Nephrotic syndrome: Clinical Presentation and Biochemical Diagnosis

Case Presentation
A 62-year-old man with a 10-year history of type 2 diabetes mellitus visited the hospital with complaints of swelling in his lower extremities. The patients' had a co-incidence of diabetes mellitus and hypertension. The clinical laboratory report showed the following observations:

Biochemical Parameters
Serum Glucose
250 mg/dL
Serum Albumin
Serum Creatinine
1.5 mg/dL
Blood Urea itrogen
Serum Sodium
130 mEq/L
Serum Potassium
4.3 mEq/L
Serum Total Cholesterol
275 mg/dL
Serum Anti-ANA antibodies
Serum Rheumatoid factors
Serum Cryoglobulins

Urine examinations
Urinary proteins: 5.0 gm/dL
Urinary glucose: ++

Provisional diagnosis: Diabetic kidney disease with hypoalbuminemia, massive protein loss( nephrotic syndrome), hypercholesterolemia.

Nephrotic Syndrome
Nephrotic syndrome is a clinical disorder characterized by proteinuria (>3.5g per day) which results from altered permeability of the glomerular filtration barrier for protein, namely the GBM and the podocytes and their slit diaphragms. Other metabolic complications include hypoalbuminemia, edema, hyperlipidemia, lipiduria, and hypercoagulability co-exist with massive proteinuria.

Biochemical basis of diabetic kidney disease
Diabetic kidney disease or nephropathy is the leading cause of end-stage renal disease (ESRD). The earliest abnormalities in diabetic nephropathy are the thickening of the glomerular basement membrane and expansion of the mesangium due to the accumulation of the extracellular matrix. The expansion and injury of mesangial cells may occur by an increase in the mesangial cell glucose concentration. 
The high blood glucose and glomerular hypertension in the mesangial cells lead to cell proliferation, hypertrophy and stimulate the expansion of these cells. Glucose may bind reversibly and eventually irreversibly to proteins in the kidneys and circulation to form advanced glycosylation end products (AGEs). AGEs can form complex cross-links over years of hyperglycemia and can contribute to renal damage by stimulation of growth and fibrotic factors via receptors for AGEs. In addition. The cytokines and mediators of proliferation and expansion such as PDGF, TGF-beta, VEGF contribute to further renal and microvascular complications.
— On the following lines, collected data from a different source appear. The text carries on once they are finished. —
use crate::{
    camera::Camera,
    description::SceneDescription,
    light::Light,
    material::Material,
    primitives::{Group, Intersect},
};
use anyhow::{Context, Result};
use glam::Vec3;
use serde::Deserialize;
use std::{path::Path, sync::Arc};

/// Color seen by rays that leave the scene
#[derive(Clone, Debug, PartialEq, Deserialize)]
#[serde(tag = "type", rename_all = "snake_case")]
pub enum Background {
    Constant { color: Vec3 },
    /// Blends from `bottom` to `top` with the height of the ray direction
    Gradient { bottom: Vec3, top: Vec3 },
}

impl Default for Background {
    fn default() -> Self {
        Background::Constant { color: Vec3::ZERO }
    }
}

impl Background {
    pub fn color(&self, direction: Vec3) -> Vec3 {
        match self {
            Background::Constant { color } => *color,
            Background::Gradient { bottom, top } => {
                let dir = direction.normalize();
                let t = 0.5 * (dir.y + 1.0);
                (1.0 - t) * *bottom + t * *top
            }
        }
    }
}

pub struct Scene {
    camera: Camera,
    group: Group,
    lights: Vec<Box<dyn Light>>,
    materials: Vec<Arc<Material>>,
    ambient: Vec3,
    background: Background,
}

impl Scene {
    pub fn new(camera: Camera) -> Self {
        Self {
            camera,
            group: Group::new(),
            lights: Vec::new(),
            materials: Vec::new(),
            ambient: Vec3::ZERO,
            background: Background::default(),
        }
    }

    /// Loads a TOML scene description. `aspect` is the width over height of the image.
    pub fn from_file(path: &Path, aspect: f32) -> Result<Self> {
        let source = std::fs::read_to_string(path)
            .with_context(|| format!("Failed to read scene file: {:?}", path))?;
        let description: SceneDescription = toml::from_str(&source)
            .with_context(|| format!("Failed to parse scene file: {:?}", path))?;

        description
            .build(aspect)
            .with_context(|| format!("Invalid scene: {:?}", path))
    }

    pub fn with_ambient(mut self, ambient: Vec3) -> Self {
        self.ambient = ambient;
        self
    }

    pub fn with_background(mut self, background: Background) -> Self {
        self.background = background;
        self
    }

    pub fn add_object(&mut self, object: Box<dyn Intersect>) {
        self.group.add(object);
    }

    pub fn add_light(&mut self, light: Box<dyn Light>) {
        self.lights.push(light);
    }

    /// Registers a material and hands back the shared handle primitives should hold
    pub fn add_material(&mut self, material: Material) -> Arc<Material> {
        let material = Arc::new(material);
        self.materials.push(material.clone());
        material
    }

    pub fn group(&self) -> &Group {
        &self.group
    }

    pub fn camera(&self) -> &Camera {
        &self.camera
    }

    pub fn ambient_light(&self) -> Vec3 {
        self.ambient
    }

    pub fn background_color(&self, direction: Vec3) -> Vec3 {
        self.background.color(direction)
    }

    pub fn lights(&self) -> &[Box<dyn Light>] {
        &self.lights
    }

    pub fn materials(&self) -> &[Arc<Material>] {
        &self.materials
    }
}

#[cfg(test)]
mod tests {
    use super::*;
    use glam::vec3;

    #[test]
    fn gradient_blends_by_height() {
        let background = Background::Gradient {
            bottom: Vec3::ONE,
            top: vec3(0.5, 0.7, 1.0),
        };

        assert!(background.color(Vec3::Y).abs_diff_eq(vec3(0.5, 0.7, 1.0), 1e-6));
        assert!(background.color(-Vec3::Y).abs_diff_eq(Vec3::ONE, 1e-6));
        assert!(background
            .color(vec3(3.0, 0.0, 0.0))
            .abs_diff_eq(vec3(0.75, 0.85, 1.0), 1e-6));
    }

    #[test]
    fn constant_background_ignores_direction() {
        let background = Background::Constant {
            color: vec3(0.1, 0.2, 0.3),
        };

        assert_eq!(background.color(Vec3::X), vec3(0.1, 0.2, 0.3));
        assert_eq!(background.color(-Vec3::Z), vec3(0.1, 0.2, 0.3));
    }

    #[test]
    fn materials_are_shared_not_copied() {
        let camera = Camera::new(Vec3::ZERO, -Vec3::Z, Vec3::Y, 60.0, 1.0);
        let mut scene = Scene::new(camera);

        let handle = scene.add_material(Material::new(Vec3::ONE, Vec3::ZERO, 1.0));
        assert_eq!(scene.materials().len(), 1);
        assert!(Arc::ptr_eq(&handle, &scene.materials()[0]));
    }
}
Biochemical basis of other metabolic complications
In nephrotic syndrome, hypoalbuminemia occurs due to increased renal loss and inadequate but increased hepatic synthesis of albumin. The hypoalbuminemia results in decreased intravascular oncotic pressure, leading to leakage of extracellular fluid from the blood to the interstitium. Intravascular volume falls, thereby stimulating the activation of the renin-angiotensin-aldosterone axis and the sympathetic nervous system and release of vasopressin (ADH), and suppressing arterial natriuretic peptide release. These neural and hormonal responses promote renal salt and water retention thereby restoring intravascular volume and triggering further leakage of fluid to the interstitium.

Increased hepatic lipoprotein synthesis occurs in response to reduced oncotic pressure and may be compounded by increased urinary loss of proteins that regulate lipid homeostasis. Low-density lipoproteins and cholesterol are increased in the majority of patients whereas very-low-density lipoproteins and triglycerides tend to rise in a patient with severe disease.

Hypercoagulability is multifactorial in origin and is caused by the increased loss of antithrombin III, altered levels and or activity of protein C and S, hyperfibrinogenemia due to increased hepatic synthesis, impaired fibrinolysis, and increased platelets aggregation.

Other metabolic complications of nephrotic syndrome include protein malnutrition and iron-resistant microcytic hypochromic anemia due to transferrin loss. Hypocalcemia and secondary hyperparathyroidism can occur as a consequence of vitamin D deficiency due to enhanced urinary excretion of cholecalciferol binding proteins.